Les cryptos monnaies
La cellule de renseignement Tracfin précise dans son rapport annuel d’activité 2016 que la crypto-monnaie « désigne généralement une monnaie créée non pas par un État ou une union monétaire mais par un groupe de personnes (physiques ou morales) et destinée à comptabiliser, sur un support virtuel, les échanges multilatéraux de biens ou de services au sein de ce groupe ». Il existe une multitude de crypto-monnaies. La plus connue, le « Bitcoin », signifiant « unité d’information binaire » pour le « Bit » et « pièce de monnaie » pour le « coin » fût créée en 2008. Sa valorisation boursière fluctuant au gré de l’offre et de la demande totalise plusieurs dizaines de milliards de dollars. En seconde place des crypto-monnaies les plus valorisées « l’Ether » lancé en 2015 a connu en très peu de temps un développement exceptionnel. Elle représente actuellement plusieurs milliards de dollars. D’autres crypto-monnaies existent comme le « Ripple », le « Litecoin », le « Dash », ou encore le « Monero » (liste non exhaustive).
Les tokens
La seconde catégorie des crypto-actifs vient occuper un rôle crucial dans l’univers des blockchains. Il s ’agit des cryptojetons « tokens ». Ces crypto-actifs peuvent s’acquérir dès leur émission dans le cadre de levées de fonds en cryptomonnaies « Initial coin offering » (ICO) ou par des négociations sur un marché non réglementé par la suite. Ils peuvent aussi s’acquérir en contrepartie d’une activité effectuée sur une blockchain comme des opérations de « minage ». Les « tokens » peuvent revêtir des droits subjectifs de nature différente : « un droit d’usage d’un produit ou service blockchain ; un droit de vote dans une start up ; un droit d’auteur ; un moyen de paiement ; une réputation » (liste issue de Blockchain France.com).
IV. Les risques LCB-FT en matière de crypto-actifs
Sur les exigences de KYC
Les exigences prévues par le Code monétaire et financier (CMF) concernant la connaissance du client « Know your customer » (KYC) souffrent d’un déficit d’information concernant l’écosystème des blockchains.

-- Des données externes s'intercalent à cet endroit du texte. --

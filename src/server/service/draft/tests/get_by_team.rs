use super::*;

/// Expect the team's history ordered by season year
#[tokio::test]
async fn returns_history_oldest_first() -> Result<(), TestError> {
    let mut test = TestBuilder::new().with_league_tables().build().await?;
    let zebras = test.league().insert_team("Zebras", true).await?;
    let later = test.league().insert_season(SeasonFixture::new(2022)).await?;
    let earlier = test.league().insert_season(SeasonFixture::new(2019)).await?;
    test.league().insert_draft_position(later.id, zebras.id, 3).await?;
    test.league().insert_draft_position(earlier.id, zebras.id, 7).await?;

    let draft_service = DraftService::new(&test.db);
    let history = draft_service.get_by_team(zebras.id).await.unwrap();

    let picks: Vec<(i32, i32)> = history.iter().map(|p| (p.year, p.draft_position)).collect();
    assert_eq!(picks, vec![(2019, 7), (2022, 3)]);

    Ok(())
}

/// Expect TeamNotFound for an unknown team
#[tokio::test]
async fn fails_for_unknown_team() -> Result<(), TestError> {
    let test = TestBuilder::new().with_league_tables().build().await?;

    let draft_service = DraftService::new(&test.db);
    let result = draft_service.get_by_team(42).await;

    assert!(matches!(
        result,
        Err(Error::LeagueError(LeagueError::TeamNotFound(42)))
    ));

    Ok(())
}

A priori, il n’est pas nécessaire de fournir des informations d’identité pour créer un portefeuille de crypto-actifs et effectuer des transactions. Dès lors, l’absence d’éléments d’information sur le profil de la personne ne permet en aucun cas de faire un contrôle de cohérence entre l’opération et le KYC. Le client ne peut faire l’objet d’une classification de sa sensibilité en raison de sa profession, sa nationalité, sa fonction (personnalité politiquement exposée) ou tout autre critère déterminant. Ce déficit d’information résulte de l’esprit initial des blockchains qui est celui de se défaire d’un organe central de contrôle. Pour pallier à cette insuffisance, les plateformes de change et de conservation des crypto-actifs contre des monnaies fiduciaires ont été soumises aux exigences LCB-FT et par conséquent aux obligations KYC en vertu de l’article L.561-2 7°bis du CMF (la 5ème directive LCB-FT harmonisera cet assujettissement des intermédiaires à tous les pays membres de l’Union européenne). D’un point de vue technique, il est aussi possible d’effectuer un croisement des données.

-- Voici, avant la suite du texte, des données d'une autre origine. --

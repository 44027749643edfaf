use std::{io, path::PathBuf};

use async_trait::async_trait;

use super::{key::is_safe_key, PhotoStorage};

/// Stores photo objects as files below a root directory.
///
/// Objects are served back by the `/media` route, so view URLs are built from the configured
/// public URL prefix.
pub struct FilesystemPhotoStorage {
    root: PathBuf,
    public_url: String,
}

impl FilesystemPhotoStorage {
    pub fn new(root: PathBuf, public_url: impl Into<String>) -> Self {
        Self {
            root,
            public_url: public_url.into(),
        }
    }

    fn path_for(&self, key: &str) -> Result<PathBuf, io::Error> {
        if !is_safe_key(key) {
            return Err(io::Error::new(
                io::ErrorKind::InvalidInput,
                format!("storage key escapes storage root: {}", key),
            ));
        }

        Ok(self.root.join(key))
    }
}

#[async_trait]
impl PhotoStorage for FilesystemPhotoStorage {
    async fn put(&self, key: &str, bytes: Vec<u8>) -> Result<(), io::Error> {
        let path = self.path_for(key)?;
        if let Some(parent) = path.parent() {
            tokio::fs::create_dir_all(parent).await?;
        }

        tokio::fs::write(path, bytes).await
    }

    async fn get(&self, key: &str) -> Result<Option<Vec<u8>>, io::Error> {
        let path = self.path_for(key)?;

        match tokio::fs::read(path).await {
            Ok(bytes) => Ok(Some(bytes)),
            Err(e) if e.kind() == io::ErrorKind::NotFound => Ok(None),
            Err(e) => Err(e),
        }
    }

    async fn delete(&self, key: &str) -> Result<(), io::Error> {
        let path = self.path_for(key)?;

        match tokio::fs::remove_file(path).await {
            Ok(()) => Ok(()),
            Err(e) if e.kind() == io::ErrorKind::NotFound => Ok(()),
            Err(e) => Err(e),
        }
    }

    fn view_url(&self, key: &str) -> String {
        format!("{}/{}", self.public_url, key)
    }
}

Sur la traçabilité des crypto-actifs par croisement des données
Dans le cadre d’un dispositif LCB-FT, la traçabilité permet de connaitre l’origine et la destination des fonds. Sans traçabilité, la démonstration de la légalité d’une transaction financière ne peut se faire. Avec l’essor des crypto-actifs, et la possibilité de les échanger en monnaies fiduciaires, les risques LCB-FT sont réels. L’anonymisation garantie par certaines blockchains, dans des échanges « crypto to crypto » permet de rompre la traçabilité des fonds par l’opacité qui les structure et pose, comme vu précédemment, des difficultés concernant les exigences de KYC. Alors que certaines blockchains permettent une traçabilité par croisement des données, d’autres restent totalement opaques. Le croisement des données s’effectue entre le pseudonyme lié à la clé publique de l’utilisateur (clé lui permettant d’effectuer des transactions sur une blockchain) lorsque celle-ci est reliée à l’identité d’une personne physique. La connaissance de la personne et de sa clé publique est nécessaire. Les fichiers internes d’un commerce, d’une banque, ou d’une administration, contenant des informations sur le client ou l’administré, sont directement mis en lien avec le pseudonyme. La 5ème directive LCB-FT, propose la mise en place d’une auto-déclaration volontaire des utilisateurs qui permettrait d’associer l’adresse des crypto-actifs avec l’identité du détenteur.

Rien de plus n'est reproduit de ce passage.